**What needs to be done**
From the listing below, extract every line in which the word "crate" appears.

++++++

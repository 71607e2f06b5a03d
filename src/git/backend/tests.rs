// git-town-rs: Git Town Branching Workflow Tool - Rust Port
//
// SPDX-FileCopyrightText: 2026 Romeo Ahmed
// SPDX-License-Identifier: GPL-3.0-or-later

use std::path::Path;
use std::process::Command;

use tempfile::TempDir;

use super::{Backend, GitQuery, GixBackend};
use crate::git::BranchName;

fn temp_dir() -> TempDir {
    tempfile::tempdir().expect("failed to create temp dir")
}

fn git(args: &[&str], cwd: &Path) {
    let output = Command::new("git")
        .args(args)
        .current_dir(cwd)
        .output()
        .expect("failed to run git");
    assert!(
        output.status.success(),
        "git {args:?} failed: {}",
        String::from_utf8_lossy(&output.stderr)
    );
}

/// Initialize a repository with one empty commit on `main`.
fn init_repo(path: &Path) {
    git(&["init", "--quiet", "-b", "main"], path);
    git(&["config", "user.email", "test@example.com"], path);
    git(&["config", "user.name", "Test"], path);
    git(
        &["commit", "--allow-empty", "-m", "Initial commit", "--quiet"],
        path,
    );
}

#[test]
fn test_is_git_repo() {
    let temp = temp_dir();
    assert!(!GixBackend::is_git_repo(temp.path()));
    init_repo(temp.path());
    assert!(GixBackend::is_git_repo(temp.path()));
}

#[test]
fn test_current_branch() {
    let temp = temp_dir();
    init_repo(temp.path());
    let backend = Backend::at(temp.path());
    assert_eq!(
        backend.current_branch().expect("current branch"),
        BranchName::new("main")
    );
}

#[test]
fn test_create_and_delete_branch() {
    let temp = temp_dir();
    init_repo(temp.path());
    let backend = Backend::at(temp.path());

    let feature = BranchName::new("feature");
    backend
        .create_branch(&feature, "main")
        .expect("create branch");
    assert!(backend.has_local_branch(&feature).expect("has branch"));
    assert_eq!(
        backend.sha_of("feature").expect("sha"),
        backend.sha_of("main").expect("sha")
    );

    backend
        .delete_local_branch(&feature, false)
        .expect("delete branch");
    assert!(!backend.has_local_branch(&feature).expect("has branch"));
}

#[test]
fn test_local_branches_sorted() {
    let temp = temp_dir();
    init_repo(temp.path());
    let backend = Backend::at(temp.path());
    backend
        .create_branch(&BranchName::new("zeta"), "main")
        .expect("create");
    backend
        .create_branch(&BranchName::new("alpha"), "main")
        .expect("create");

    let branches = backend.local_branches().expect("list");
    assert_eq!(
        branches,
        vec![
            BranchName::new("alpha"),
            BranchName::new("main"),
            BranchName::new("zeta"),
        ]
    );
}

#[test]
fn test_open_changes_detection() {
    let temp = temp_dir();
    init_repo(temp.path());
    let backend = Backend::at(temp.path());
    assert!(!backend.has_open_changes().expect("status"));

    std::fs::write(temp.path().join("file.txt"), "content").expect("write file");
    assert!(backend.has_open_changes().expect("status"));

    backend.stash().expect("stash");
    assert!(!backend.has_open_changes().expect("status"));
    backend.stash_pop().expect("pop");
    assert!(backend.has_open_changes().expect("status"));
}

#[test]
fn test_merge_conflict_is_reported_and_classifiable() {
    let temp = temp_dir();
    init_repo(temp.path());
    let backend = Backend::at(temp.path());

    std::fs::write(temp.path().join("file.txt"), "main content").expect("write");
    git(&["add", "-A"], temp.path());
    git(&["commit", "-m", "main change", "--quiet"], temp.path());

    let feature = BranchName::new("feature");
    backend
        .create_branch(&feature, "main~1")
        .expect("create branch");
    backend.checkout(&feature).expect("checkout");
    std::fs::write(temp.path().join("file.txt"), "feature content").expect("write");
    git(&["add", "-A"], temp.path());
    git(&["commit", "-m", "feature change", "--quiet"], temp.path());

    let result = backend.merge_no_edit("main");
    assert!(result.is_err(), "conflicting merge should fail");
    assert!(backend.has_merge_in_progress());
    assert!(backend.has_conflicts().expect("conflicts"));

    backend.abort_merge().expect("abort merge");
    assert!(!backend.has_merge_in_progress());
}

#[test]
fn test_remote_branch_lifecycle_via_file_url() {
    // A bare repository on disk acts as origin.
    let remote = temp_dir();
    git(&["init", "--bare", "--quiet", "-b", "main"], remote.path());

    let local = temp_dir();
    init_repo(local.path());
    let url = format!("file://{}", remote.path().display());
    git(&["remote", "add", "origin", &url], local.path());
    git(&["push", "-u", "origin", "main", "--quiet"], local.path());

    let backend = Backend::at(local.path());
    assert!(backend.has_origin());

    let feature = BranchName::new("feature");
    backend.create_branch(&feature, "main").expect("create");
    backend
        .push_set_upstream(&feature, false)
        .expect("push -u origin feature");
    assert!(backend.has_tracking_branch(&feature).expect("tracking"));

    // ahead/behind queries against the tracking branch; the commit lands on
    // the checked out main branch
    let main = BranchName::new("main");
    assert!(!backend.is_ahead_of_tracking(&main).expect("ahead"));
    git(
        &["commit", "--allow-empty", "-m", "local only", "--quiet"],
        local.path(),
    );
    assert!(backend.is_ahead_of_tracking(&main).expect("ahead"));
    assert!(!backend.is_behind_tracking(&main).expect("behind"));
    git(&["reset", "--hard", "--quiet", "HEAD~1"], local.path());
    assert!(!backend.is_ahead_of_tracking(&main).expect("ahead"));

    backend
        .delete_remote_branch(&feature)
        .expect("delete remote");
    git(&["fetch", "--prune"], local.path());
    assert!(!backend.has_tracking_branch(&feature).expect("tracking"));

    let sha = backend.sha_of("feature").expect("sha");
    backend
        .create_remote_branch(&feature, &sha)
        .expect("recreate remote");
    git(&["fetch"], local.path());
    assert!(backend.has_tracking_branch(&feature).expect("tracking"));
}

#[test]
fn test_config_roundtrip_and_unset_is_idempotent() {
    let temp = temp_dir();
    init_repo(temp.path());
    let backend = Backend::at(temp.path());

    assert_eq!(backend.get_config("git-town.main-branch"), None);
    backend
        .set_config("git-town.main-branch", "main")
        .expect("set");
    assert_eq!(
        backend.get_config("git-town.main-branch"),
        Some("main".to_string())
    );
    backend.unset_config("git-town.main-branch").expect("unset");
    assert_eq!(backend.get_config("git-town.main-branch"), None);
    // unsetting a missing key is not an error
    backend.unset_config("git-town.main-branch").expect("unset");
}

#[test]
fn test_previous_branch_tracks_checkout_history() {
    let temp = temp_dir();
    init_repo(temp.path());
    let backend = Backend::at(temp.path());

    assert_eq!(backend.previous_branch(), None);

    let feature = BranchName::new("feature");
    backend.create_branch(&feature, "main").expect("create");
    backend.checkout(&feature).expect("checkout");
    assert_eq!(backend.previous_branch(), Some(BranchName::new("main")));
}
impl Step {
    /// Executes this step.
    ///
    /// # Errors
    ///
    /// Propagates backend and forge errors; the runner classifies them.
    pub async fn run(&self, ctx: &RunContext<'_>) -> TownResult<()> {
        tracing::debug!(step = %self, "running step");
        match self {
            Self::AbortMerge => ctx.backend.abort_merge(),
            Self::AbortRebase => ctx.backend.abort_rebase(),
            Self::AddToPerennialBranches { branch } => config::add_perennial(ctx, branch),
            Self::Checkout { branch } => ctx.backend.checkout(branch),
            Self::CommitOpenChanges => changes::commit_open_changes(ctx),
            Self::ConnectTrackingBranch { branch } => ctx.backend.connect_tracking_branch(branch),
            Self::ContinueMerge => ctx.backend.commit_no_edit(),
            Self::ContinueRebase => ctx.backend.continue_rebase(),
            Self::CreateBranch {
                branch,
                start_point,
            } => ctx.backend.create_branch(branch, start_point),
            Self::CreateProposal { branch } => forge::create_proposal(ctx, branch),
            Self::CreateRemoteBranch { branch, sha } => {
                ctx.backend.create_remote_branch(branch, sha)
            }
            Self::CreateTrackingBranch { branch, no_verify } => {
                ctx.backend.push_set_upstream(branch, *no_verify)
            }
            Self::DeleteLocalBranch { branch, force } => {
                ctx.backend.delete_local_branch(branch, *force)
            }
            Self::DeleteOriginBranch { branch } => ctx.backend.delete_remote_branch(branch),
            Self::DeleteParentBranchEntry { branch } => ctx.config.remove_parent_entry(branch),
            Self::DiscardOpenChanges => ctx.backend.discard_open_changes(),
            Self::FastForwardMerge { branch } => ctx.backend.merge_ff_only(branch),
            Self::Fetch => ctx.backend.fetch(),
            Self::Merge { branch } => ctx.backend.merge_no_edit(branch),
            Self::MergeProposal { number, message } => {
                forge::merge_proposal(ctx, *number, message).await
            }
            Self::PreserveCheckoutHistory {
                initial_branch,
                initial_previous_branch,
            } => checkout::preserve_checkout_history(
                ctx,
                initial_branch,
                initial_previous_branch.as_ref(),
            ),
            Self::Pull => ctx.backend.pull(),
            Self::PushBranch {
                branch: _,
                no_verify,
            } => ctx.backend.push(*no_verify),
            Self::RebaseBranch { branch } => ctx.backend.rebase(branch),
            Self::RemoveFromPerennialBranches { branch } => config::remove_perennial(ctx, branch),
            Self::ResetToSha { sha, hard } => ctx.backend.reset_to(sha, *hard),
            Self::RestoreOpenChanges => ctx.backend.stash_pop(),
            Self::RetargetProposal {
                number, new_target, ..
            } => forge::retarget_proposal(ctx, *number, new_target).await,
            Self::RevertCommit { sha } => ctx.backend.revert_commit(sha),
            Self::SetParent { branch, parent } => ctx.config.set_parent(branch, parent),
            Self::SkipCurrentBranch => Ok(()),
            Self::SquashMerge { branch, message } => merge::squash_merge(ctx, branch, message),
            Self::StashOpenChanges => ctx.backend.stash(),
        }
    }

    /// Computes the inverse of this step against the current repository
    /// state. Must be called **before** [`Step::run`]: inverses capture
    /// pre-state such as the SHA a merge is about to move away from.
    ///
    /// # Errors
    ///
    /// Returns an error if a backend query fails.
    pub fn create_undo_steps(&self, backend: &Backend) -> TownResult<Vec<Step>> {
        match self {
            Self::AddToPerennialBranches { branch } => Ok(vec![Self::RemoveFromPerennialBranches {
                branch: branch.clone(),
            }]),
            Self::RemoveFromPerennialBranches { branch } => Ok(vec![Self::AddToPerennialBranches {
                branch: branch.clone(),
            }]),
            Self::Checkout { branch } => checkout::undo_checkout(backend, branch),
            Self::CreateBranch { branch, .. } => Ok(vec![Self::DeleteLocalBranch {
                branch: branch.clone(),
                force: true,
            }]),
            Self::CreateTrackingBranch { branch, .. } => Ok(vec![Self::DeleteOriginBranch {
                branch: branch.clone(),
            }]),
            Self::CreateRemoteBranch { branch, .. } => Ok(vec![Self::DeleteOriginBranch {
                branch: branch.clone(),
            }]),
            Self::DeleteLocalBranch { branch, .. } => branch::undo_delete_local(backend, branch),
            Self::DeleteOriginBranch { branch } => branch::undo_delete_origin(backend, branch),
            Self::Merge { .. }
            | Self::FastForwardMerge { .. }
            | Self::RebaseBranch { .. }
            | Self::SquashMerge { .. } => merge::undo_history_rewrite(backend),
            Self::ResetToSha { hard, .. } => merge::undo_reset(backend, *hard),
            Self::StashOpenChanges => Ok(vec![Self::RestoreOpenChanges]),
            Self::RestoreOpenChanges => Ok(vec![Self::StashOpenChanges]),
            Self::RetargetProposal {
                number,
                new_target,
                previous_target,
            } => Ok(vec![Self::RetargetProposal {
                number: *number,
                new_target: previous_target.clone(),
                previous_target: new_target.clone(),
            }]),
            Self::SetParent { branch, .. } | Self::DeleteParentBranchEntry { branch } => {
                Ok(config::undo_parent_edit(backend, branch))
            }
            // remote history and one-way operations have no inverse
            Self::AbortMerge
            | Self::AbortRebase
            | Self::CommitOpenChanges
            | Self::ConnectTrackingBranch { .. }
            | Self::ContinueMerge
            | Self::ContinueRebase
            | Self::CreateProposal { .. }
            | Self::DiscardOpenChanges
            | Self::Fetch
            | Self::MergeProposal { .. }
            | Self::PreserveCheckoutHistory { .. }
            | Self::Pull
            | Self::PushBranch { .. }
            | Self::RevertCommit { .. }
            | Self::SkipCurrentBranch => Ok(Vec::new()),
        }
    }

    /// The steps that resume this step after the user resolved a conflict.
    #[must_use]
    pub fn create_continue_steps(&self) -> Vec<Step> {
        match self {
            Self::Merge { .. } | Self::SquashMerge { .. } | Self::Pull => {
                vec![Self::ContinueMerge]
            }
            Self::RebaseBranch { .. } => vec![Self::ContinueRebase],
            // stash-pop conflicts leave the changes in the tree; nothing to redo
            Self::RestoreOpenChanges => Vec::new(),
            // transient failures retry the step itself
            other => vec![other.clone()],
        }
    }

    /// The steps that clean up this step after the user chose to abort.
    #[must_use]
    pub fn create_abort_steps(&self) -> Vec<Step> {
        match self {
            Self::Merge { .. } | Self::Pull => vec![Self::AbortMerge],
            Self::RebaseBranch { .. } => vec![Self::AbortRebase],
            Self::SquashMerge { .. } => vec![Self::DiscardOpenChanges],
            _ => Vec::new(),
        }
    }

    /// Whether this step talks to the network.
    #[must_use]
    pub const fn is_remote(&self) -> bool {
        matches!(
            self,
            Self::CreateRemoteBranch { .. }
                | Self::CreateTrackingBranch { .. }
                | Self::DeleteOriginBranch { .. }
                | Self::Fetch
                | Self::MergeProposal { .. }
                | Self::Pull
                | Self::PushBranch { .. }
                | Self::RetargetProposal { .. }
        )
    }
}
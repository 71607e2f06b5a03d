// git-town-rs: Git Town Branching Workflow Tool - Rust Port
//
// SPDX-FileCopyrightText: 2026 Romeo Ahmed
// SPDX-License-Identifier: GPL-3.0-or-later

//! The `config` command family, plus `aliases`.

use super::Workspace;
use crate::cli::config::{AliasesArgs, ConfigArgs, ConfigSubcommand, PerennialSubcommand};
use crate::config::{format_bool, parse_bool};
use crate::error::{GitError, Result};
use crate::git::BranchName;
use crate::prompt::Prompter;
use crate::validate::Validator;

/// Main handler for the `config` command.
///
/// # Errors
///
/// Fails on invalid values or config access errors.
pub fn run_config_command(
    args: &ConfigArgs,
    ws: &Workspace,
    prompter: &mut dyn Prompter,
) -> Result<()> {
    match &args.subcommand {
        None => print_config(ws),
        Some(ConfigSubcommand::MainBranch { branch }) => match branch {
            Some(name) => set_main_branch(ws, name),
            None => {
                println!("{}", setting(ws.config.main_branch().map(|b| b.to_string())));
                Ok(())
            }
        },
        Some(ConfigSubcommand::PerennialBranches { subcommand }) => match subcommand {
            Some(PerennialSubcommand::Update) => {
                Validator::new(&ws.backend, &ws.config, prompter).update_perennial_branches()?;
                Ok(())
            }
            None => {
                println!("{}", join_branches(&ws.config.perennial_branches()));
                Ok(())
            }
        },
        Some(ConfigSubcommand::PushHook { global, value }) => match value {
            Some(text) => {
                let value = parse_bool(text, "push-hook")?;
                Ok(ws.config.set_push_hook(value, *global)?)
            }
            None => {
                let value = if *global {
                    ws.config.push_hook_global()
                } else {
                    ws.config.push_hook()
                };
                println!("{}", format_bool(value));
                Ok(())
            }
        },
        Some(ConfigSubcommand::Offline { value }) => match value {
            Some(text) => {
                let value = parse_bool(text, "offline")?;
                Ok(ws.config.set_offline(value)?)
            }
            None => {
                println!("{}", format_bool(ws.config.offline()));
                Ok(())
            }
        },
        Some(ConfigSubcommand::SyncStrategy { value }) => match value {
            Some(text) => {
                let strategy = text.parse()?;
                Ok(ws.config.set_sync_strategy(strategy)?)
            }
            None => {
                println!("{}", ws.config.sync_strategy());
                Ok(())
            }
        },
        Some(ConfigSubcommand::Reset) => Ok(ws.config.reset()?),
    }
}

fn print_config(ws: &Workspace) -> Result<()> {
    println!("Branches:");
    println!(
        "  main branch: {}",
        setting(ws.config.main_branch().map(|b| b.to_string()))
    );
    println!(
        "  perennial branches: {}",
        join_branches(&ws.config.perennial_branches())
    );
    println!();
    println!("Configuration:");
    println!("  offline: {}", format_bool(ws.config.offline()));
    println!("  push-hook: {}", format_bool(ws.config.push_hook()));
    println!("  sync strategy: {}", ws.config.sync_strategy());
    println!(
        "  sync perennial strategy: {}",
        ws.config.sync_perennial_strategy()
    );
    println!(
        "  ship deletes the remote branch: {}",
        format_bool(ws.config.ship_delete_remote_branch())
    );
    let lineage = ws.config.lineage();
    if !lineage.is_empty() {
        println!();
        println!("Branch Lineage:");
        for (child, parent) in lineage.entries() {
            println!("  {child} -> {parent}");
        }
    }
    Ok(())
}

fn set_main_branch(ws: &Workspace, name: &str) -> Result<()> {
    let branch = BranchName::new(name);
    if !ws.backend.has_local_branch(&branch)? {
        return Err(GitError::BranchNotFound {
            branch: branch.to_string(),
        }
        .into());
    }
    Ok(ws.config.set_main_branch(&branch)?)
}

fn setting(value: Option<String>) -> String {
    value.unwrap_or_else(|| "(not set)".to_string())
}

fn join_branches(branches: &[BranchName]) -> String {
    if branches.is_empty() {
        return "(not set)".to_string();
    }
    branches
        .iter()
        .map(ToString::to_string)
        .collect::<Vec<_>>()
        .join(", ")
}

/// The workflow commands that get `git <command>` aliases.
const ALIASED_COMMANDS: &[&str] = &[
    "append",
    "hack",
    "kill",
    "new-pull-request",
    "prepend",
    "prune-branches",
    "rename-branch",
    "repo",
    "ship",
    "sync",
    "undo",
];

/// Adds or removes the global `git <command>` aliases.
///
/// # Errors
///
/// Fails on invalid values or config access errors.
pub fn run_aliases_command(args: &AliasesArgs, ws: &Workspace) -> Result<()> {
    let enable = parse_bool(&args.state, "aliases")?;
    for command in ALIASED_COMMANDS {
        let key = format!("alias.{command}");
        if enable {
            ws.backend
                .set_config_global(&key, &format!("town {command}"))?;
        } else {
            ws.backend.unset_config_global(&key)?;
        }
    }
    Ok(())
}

++++++

**Answer space**
use crate::git::BranchName;
use crate::cli::config::{AliasesArgs, ConfigArgs, ConfigSubcommand, PerennialSubcommand};
use crate::config::{format_bool, parse_bool};
use crate::error::{GitError, Result};
use crate::git::BranchName;
use crate::prompt::Prompter;
use crate::validate::Validator;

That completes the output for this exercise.